Finding the diversity angle in national stories

With the help a $1.5 million grant from the Center for Public Broadcasting, NPR created a major initiative to “deepen coverage of race, ethnicity and culture, and to capture the issues that define an increasingly diverse America.”

The team for the diversity initiative was assembled in the fall and the subsequent project, called Code Switch, launched this April. It’s part of CEO Gary Knell’s efforts to increase diversity at NPR, according to Dianne Brace, NPR’s senior director of institutional giving.

“One of his pillars … that he wanted to work on with NPR was to increase the diversity of our voices on air and in our journalism, including in the newsroom,” Brace said. That led to the creation of a dedicated team to cover issues related to race, ethnicity and diversity.

“We’re interested in how different experiences map against different…backgrounds,” Matt Thompson, manager of digital initiatives for NPR, said by phone. He told me the project is focused on “how race and ethnicity are expressed in our daily lives,” and pointed out that national news stories often have a racial or ethnic component that can lend greater understanding and context to the story.
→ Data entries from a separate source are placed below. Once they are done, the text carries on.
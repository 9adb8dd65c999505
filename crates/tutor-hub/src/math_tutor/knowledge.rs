//! Static high-school math knowledge base: domain → section → concepts.

use std::collections::BTreeMap;

use super::types::{ConceptMatch, MathDomain};
use crate::utils::TextUtils;

type Sections = &'static [(&'static str, &'static [&'static str])];

const NUMBERS_OPERATIONS: Sections = &[
    ("數系", &["實數與數線", "絕對值", "指數與根式", "科學記號"]),
    ("數列與級數", &["等差數列", "等比數列", "遞迴數列", "數學歸納法"]),
    ("不等式", &["算幾不等式", "柯西不等式", "絕對不等式"]),
];

const ALGEBRA_FUNCTIONS: Sections = &[
    ("多項式", &["多項式除法", "餘式定理", "因式定理", "因式分解"]),
    ("方程式", &["一元二次方程式", "判別式", "根與係數關係", "聯立方程式"]),
    ("函數", &["一次函數", "二次函數", "指數函數", "對數函數", "函數圖形平移"]),
];

const GEOMETRY_VECTORS: Sections = &[
    ("平面幾何", &["相似三角形", "畢氏定理", "圓的性質"]),
    ("坐標幾何", &["直線方程式", "圓方程式", "圓錐曲線"]),
    ("向量", &["向量加減與係數積", "內積", "向量投影", "空間向量"]),
];

const TRIGONOMETRY: Sections = &[
    ("三角比", &["銳角三角比", "廣義角", "弧度"]),
    ("三角函數", &["正弦函數圖形", "週期與振幅", "和角公式", "倍角公式"]),
    ("三角形解法", &["正弦定理", "餘弦定理", "三角形面積公式"]),
];

const CALCULUS: Sections = &[
    ("極限", &["數列極限", "函數極限", "連續性"]),
    ("微分", &["導數定義", "微分公式", "切線方程式", "極值與反曲點"]),
    ("積分", &["不定積分", "定積分", "微積分基本定理", "面積計算"]),
];

const STATISTICS_PROBABILITY: Sections = &[
    ("統計", &["平均數與中位數", "標準差", "相關係數", "迴歸直線"]),
    ("排列組合", &["乘法原理", "排列", "組合", "二項式定理"]),
    ("機率", &["古典機率", "條件機率", "獨立事件", "期望值", "二項分布"]),
];

const LINEAR_ALGEBRA: Sections = &[
    ("矩陣", &["矩陣運算", "反方陣", "行列式"]),
    ("線性方程組", &["高斯消去法", "克拉瑪公式"]),
    ("線性變換", &["旋轉矩陣", "鏡射矩陣", "伸縮變換"]),
];

pub fn sections(domain: MathDomain) -> Sections {
    match domain {
        MathDomain::NumbersOperations => NUMBERS_OPERATIONS,
        MathDomain::AlgebraFunctions => ALGEBRA_FUNCTIONS,
        MathDomain::GeometryVectors => GEOMETRY_VECTORS,
        MathDomain::Trigonometry => TRIGONOMETRY,
        MathDomain::Calculus => CALCULUS,
        MathDomain::StatisticsProbability => STATISTICS_PROBABILITY,
        MathDomain::LinearAlgebra => LINEAR_ALGEBRA,
    }
}

/// Each domain's concepts as `section: concept`, keyed by the domain's wire name.
pub fn available_concepts() -> BTreeMap<&'static str, Vec<String>> {
    MathDomain::ALL
        .into_iter()
        .map(|domain| {
            let concepts = sections(domain)
                .iter()
                .flat_map(|(section, concepts)| concepts.iter().map(move |c| format!("{}: {}", section, c)))
                .collect();
            (domain.as_str(), concepts)
        })
        .collect()
}

/// Concepts whose name contains `keyword`, ignoring case, within `domain` or everywhere.
pub fn matching(keyword: &str, domain: Option<MathDomain>) -> Vec<ConceptMatch> {
    let domains: Vec<MathDomain> = match domain {
        Some(domain) => vec![domain],
        None => MathDomain::ALL.to_vec(),
    };
    let mut found = Vec::new();
    for domain in domains {
        for &(section, concepts) in sections(domain) {
            for &concept in concepts {
                if TextUtils::contains_ignore_case(concept, keyword) {
                    found.push(ConceptMatch { domain: domain.as_str(), section, concept });
                }
            }
        }
    }
    found
}

/// Knowledge-base lines about `name` for a concept prompt.
pub fn concept_context(name: &str, domain: Option<MathDomain>) -> String {
    let lines: Vec<String> = matching(name, domain)
        .into_iter()
        .map(|m| format!("{} - {}: {}", m.domain, m.section, m.concept))
        .collect();
    if lines.is_empty() {
        "未找到相關概念資訊".to_string()
    } else {
        lines.join("\n")
    }
}

#[cfg(test)]
mod tests {
    use super::*;

    #[test]
    fn test_every_domain_has_concepts() {
        let all = available_concepts();
        assert_eq!(all.len(), MathDomain::ALL.len());
        assert!(all.values().all(|concepts| !concepts.is_empty()));
        assert!(all["代數與函數"].contains(&"方程式: 判別式".to_string()));
    }

    #[test]
    fn test_matching_is_substring_and_scoped() {
        let hits = matching("函數", None);
        assert!(hits.iter().any(|m| m.domain == "三角學" && m.concept == "正弦函數圖形"));
        assert!(hits.iter().any(|m| m.concept == "二次函數"));

        let scoped = matching("函數", Some(MathDomain::Trigonometry));
        assert!(scoped.iter().all(|m| m.domain == "三角學"));
        assert!(matching("不存在的概念", None).is_empty());
    }

    #[test]
    fn test_concept_context_falls_back_when_unknown() {
        assert!(concept_context("內積", None).contains("幾何與向量 - 向量: 內積"));
        assert_eq!(concept_context("quaternion", None), "未找到相關概念資訊");
    }
}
“They turn so visibly on some of these matters,” he said of stories that NPR at large covers, from the cultural identity of the Boston Marathon bombers to the “giant demographic shift” the U.S. is undergoing and will continue to experience.

Code Switch offers additional coverage for NPR’s radio programming, but also focuses on reaching out to different audiences online. Thompson said that having online conversations about race, ethnicity and diversity allows for greater development of stories and issues than a radio story might offer.

“Social media plays into our team’s work and our reporting and coverage,” he said. “We are hitting on stories that more and more often speak to audiences that are younger, that are more racially and ethnically diverse… [that] are making more use of social and mobile technology, than the country on average.”

Thompson said the project also gives NPR the opportunity to learn more about how different audiences engage with NPR’s material.

“Strategically there’s a lot of interest in this project” as NPR develops its mobile technology, he said. “Code Switch represents a type of editorial unit where you’ve really joined the elements of digital and broadcast.”

The three efforts — Digital First and GlobalPost, CIR and Univision, and NPR’s Code Switch — all work toward increasing coverage. They also give the news organizations a chance to learn more about developing new media and new audiences. And such diverse coverage gives audiences greater exposure to other communities and enables them to see their own communities in the news cycle.

“The biggest thing we can do is bring more journalistic resources to bear” on diversity-related issues, said Thompson of Code Switch’s efforts. “It’s about making our coverage more complete, more representative of the broad experiences of people in America.”